The army launched their attack on the dawn of 29 January. A skirmish party was sent to capture a section of the Tamil Tiger defensive line in order to allow the rest of the regiment to launch the main offensive. Abeyrathnebanda was part of an eight-man team in this group. They reached the defensive line undetected under the cover of darkness, and assaulted a heavily fortified bunker, which was their assigned target. The resistance was heavy, and although they managed to capture the bunker, Abeyrathnebanda was injured in the process due to gunfire.

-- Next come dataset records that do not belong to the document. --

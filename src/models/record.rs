use serde::{Deserialize, Serialize};

use crate::error::{Result, SummaryError};

// ---------------------------------------------------------------------------
// DailyRecord — One trading day's observation
// ---------------------------------------------------------------------------

#[derive(Debug, Clone, PartialEq, Serialize, Deserialize)]
#[serde(rename_all = "snake_case")]
pub struct DailyRecord {
    /// `YYYYMMDD`; lexicographic order is chronological order.
    pub trade_date: String,
    pub close: Option<f64>,
    /// Percentage of outstanding shares traded that day.
    pub turnover_rate: Option<f64>,
}

impl DailyRecord {
    pub fn new(trade_date: impl Into<String>, close: Option<f64>, turnover_rate: Option<f64>) -> Self {
        Self {
            trade_date: trade_date.into(),
            close,
            turnover_rate,
        }
    }

    /// The close, if it is usable for price statistics (finite and positive).
    pub fn valid_close(&self) -> Option<f64> {
        self.close.filter(|c| c.is_finite() && *c > 0.0)
    }

    /// The turnover rate, if finite.
    pub fn valid_turnover(&self) -> Option<f64> {
        self.turnover_rate.filter(|t| t.is_finite())
    }
}

// ---------------------------------------------------------------------------
// RecordWindow — Sorted, date-unique, non-empty run of records
// ---------------------------------------------------------------------------

/// An ascending, de-duplicated-by-date, non-empty sequence of records.
#[derive(Debug, Clone, PartialEq, Serialize)]
#[serde(transparent)]
pub struct RecordWindow {
    records: Vec<DailyRecord>,
}

impl RecordWindow {
    /// Sort and de-duplicate `records` into a window.
    ///
    /// Returns `None` when there are no records. When several records share a
    /// trade date the one supplied last wins.
    pub fn new(records: Vec<DailyRecord>) -> Option<Self> {
        if records.is_empty() {
            return None;
        }
        let mut indexed: Vec<(usize, DailyRecord)> = records.into_iter().enumerate().collect();
        // Stable on the original index so "last supplied" is well defined.
        indexed.sort_by(|(ia, a), (ib, b)| a.trade_date.cmp(&b.trade_date).then(ia.cmp(ib)));

        let mut out: Vec<DailyRecord> = Vec::with_capacity(indexed.len());
        for (_, rec) in indexed {
            match out.last_mut() {
                Some(prev) if prev.trade_date == rec.trade_date => *prev = rec,
                _ => out.push(rec),
            }
        }
        Some(Self { records: out })
    }

    /// Keep only records carrying a valid close. `None` if none survive.
    pub fn price_valid(self) -> Option<Self> {
        let records: Vec<DailyRecord> = self
            .records
            .into_iter()
            .filter(|r| r.valid_close().is_some())
            .collect();
        if records.is_empty() {
            None
        } else {
            Some(Self { records })
        }
    }

    /// Keep the final `n` records.
    ///
    /// Fails with [`SummaryError::InsufficientData`] when the window is
    /// shorter than `n`.
    pub fn last_n(self, n: usize) -> Result<Self> {
        let available = self.records.len();
        if available < n {
            return Err(SummaryError::InsufficientData {
                available,
                requested: n,
            });
        }
        let mut records = self.records;
        records.drain(..available - n);
        Ok(Self { records })
    }

    pub fn records(&self) -> &[DailyRecord] {
        &self.records
    }

    pub fn len(&self) -> usize {
        self.records.len()
    }

    /// Always `false`; kept for API symmetry with `len`.
    pub fn is_empty(&self) -> bool {
        self.records.is_empty()
    }

    pub fn first(&self) -> &DailyRecord {
        &self.records[0]
    }

    pub fn last(&self) -> &DailyRecord {
        &self.records[self.records.len() - 1]
    }

    pub fn into_records(self) -> Vec<DailyRecord> {
        self.records
    }
}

However, they soon came under attack from positions in the Tamil Tigers' secondary defensive lines. As his team were pinned down and taking casualties, Abeyrathnebanda realised that their position would soon be overrun. At once, he jumped out of the captured bunker and ran to the adjacent bunker along the connecting trench. Rushing amongst the attacking Tamil Tigers, he detonated a hand grenade, killing them and himself. This caused the Tamil Tigers' attack to be delayed long enough for the main force of the 21st Sinha Regiment to arrive and reinforce the skirmish party.

The battle ended in victory for the army. They captured the town of Visuamadu, as well as a number of military hardware from the Tamil Tigers.

==Recognition==
Abeyrathnebanda was posthumously promoted to the rank of Lance Corporal. Three years later, he was approved to receive the Parama Weera Vibhushanaya, Sri Lanka's highest military award for gallantry. President Mahinda Rajapaksa awarded Abeyrathnebanda's medal to his next-of-kin on 19 May 2012, which was the third anniversary of the end of the war. The citation for his medal commends him for fighting with "courage and valour... disregarding risk to his own life and security" despite sustaining injuries, and for sacrificing his life for the sake of his comrades and country. He was 19 years old at the time of his death, and is the youngest recipient of the Parama Weera Vibhushanaya.